Elf weitere Nordlandfahrten mit Rucksack und Zelt – oft allein – sollten in den nächsten Jahren folgen. 1968 reiste er mit einer Gruppe, der u.a. die Schriftstellerin Michele Wrann (1905–1996) angehörte. Mit Vorträgen über seine Lapplandreisen in Bild, Wort und mit Musik u.a. von Jean Sibelius und Edvard Grieg trat Häupl – zum Teil gemeinsam mit Wrann – an die Öffentlichkeit. Im Text-Bild-Album „Die graue Insel“, (entstanden 1984-85), in dem auch Gedichte von Wrann enthalten sind, fasste er seine Erfahrungen der Nordlandfahrten „zwischen Mythos, Traum und Wirklichkeit“ eindrucksvoll zusammen. Die Vision der „Grauen Insel“ hatte er in einer Bewusstseinslücke, als er am 1. Mai 1940 knapp vor dem Ertrinken aus dem Meer gerettet wurde. („Die Graue Insel“, S. 5). In diesem Album schildert Häupl auch seine nordischen Kriegserlebnisse, eindrucksvoll etwa die Begegnung mit einem toten Feind, oder mit einem verirrten gegnerischen Essensträger, dessen Essen dann gemeinsam verzehrt wird.

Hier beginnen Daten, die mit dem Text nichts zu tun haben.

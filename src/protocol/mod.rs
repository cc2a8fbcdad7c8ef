use crate::model::{DeviceCommand, ReportedState};
use std::fmt;

pub const STATUS_INFO_PREFIX: &str = "STATUS_INFO:";
pub const CURRENT_STATE_MARKER: &str = "Current State:";
pub const MAX_LINE_LEN: usize = 4 * 1024;

pub const REPLY_WELCOME: &str = "WELCOME\n";
pub const REPLY_STATUS_RECEIVED: &str = "OK: Status received\n";

/// One line received from the device, classified before any state logic runs.
#[derive(Debug, Clone, PartialEq, Eq)]
pub enum DeviceMessage {
    Hello,
    /// `OK:...`, acknowledgment of an earlier command.
    Ack(String),
    /// Any line carrying `ERROR:`.
    Error(String),
    /// Text after the `STATUS_INFO:` prefix, trimmed.
    StatusInfo(String),
    Other(String),
}

impl DeviceMessage {
    /// Returns `None` for blank lines.
    pub fn parse(line: &str) -> Option<Self> {
        let line = line.trim();
        if line.is_empty() {
            return None;
        }
        let msg = if line == "HELLO" {
            Self::Hello
        } else if line.starts_with("OK:") {
            Self::Ack(line.to_string())
        } else if line.contains("ERROR:") {
            Self::Error(line.to_string())
        } else if let Some(rest) = line.strip_prefix(STATUS_INFO_PREFIX) {
            Self::StatusInfo(rest.trim().to_string())
        } else {
            Self::Other(line.to_string())
        };
        Some(msg)
    }
}

pub fn echo_reply(message: &str) -> String {
    format!("OK: {message} received\n")
}

pub fn encode_command(command: DeviceCommand) -> String {
    format!("{command}\n")
}

#[derive(Debug, Clone, PartialEq, Eq)]
pub enum ProtocolError {
    MissingStateMarker,
    EmptyStateName,
}

impl fmt::Display for ProtocolError {
    fn fmt(&self, f: &mut fmt::Formatter<'_>) -> fmt::Result {
        match self {
            Self::MissingStateMarker => write!(f, "missing '{CURRENT_STATE_MARKER}' marker"),
            Self::EmptyStateName => write!(f, "empty state name after '{CURRENT_STATE_MARKER}'"),
        }
    }
}

impl std::error::Error for ProtocolError {}

/// Extracts `<NAME>` from `... Current State: <NAME>, ...`. The name runs up
/// to the next comma, or to the end of the text when there is none.
pub fn parse_current_state(text: &str) -> Result<ReportedState, ProtocolError> {
    let (_, rest) = text
        .split_once(CURRENT_STATE_MARKER)
        .ok_or(ProtocolError::MissingStateMarker)?;
    let name = rest.split(',').next().unwrap_or_default().trim();
    if name.is_empty() {
        return Err(ProtocolError::EmptyStateName);
    }
    Ok(ReportedState::from_name(name))
}

#[cfg(test)]
mod tests {
    use super::*;

    #[test]
    fn classifies_device_lines() {
        assert_eq!(DeviceMessage::parse("HELLO\n"), Some(DeviceMessage::Hello));
        assert_eq!(
            DeviceMessage::parse("OK: Collection started"),
            Some(DeviceMessage::Ack("OK: Collection started".to_string()))
        );
        assert_eq!(
            DeviceMessage::parse("Sensor ERROR: I2C timeout"),
            Some(DeviceMessage::Error("Sensor ERROR: I2C timeout".to_string()))
        );
        assert_eq!(
            DeviceMessage::parse("STATUS_INFO: Current State: IDLE, Processing: NO\r\n"),
            Some(DeviceMessage::StatusInfo(
                "Current State: IDLE, Processing: NO".to_string()
            ))
        );
        assert_eq!(
            DeviceMessage::parse("battery=87"),
            Some(DeviceMessage::Other("battery=87".to_string()))
        );
    }

    #[test]
    fn blank_lines_are_skipped() {
        assert_eq!(DeviceMessage::parse(""), None);
        assert_eq!(DeviceMessage::parse(" \r\n\t"), None);
    }

    #[test]
    fn ok_prefix_wins_over_embedded_error() {
        assert!(matches!(
            DeviceMessage::parse("OK: cleared ERROR: flag"),
            Some(DeviceMessage::Ack(_))
        ));
    }

    #[test]
    fn parses_current_state_with_and_without_trailing_fields() {
        assert_eq!(
            parse_current_state("OK: Current State: COLLECTING, Processing: NO"),
            Ok(ReportedState::Collecting)
        );
        assert_eq!(
            parse_current_state("Current State: PROCESSING"),
            Ok(ReportedState::Processing)
        );
    }

    #[test]
    fn malformed_status_is_reported() {
        assert_eq!(
            parse_current_state("ACTIVE"),
            Err(ProtocolError::MissingStateMarker)
        );
        assert_eq!(
            parse_current_state("Current State: , Processing: NO"),
            Err(ProtocolError::EmptyStateName)
        );
    }

    #[test]
    fn replies_are_newline_terminated() {
        assert_eq!(echo_reply("ping"), "OK: ping received\n");
        assert_eq!(encode_command(DeviceCommand::Start), "START\n");
    }
}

Ebenso einfach wie eindrucksvoll hält er darin aber auch sein Werden zum Maler fest. An der Eismeerküste begegnet er der Tundrabirke mit Skizzenblock und Farbe: Häupl zitiert einen Malerfreund, der ihm riet „Sitze eine Stunde vor der kleinen Tundrabirke, erlebe sie, empfinde sie. Dann dreh dich um und zeichne sie aus dem Gedächtnis..!“ („Die Graue Insel“, S. 15)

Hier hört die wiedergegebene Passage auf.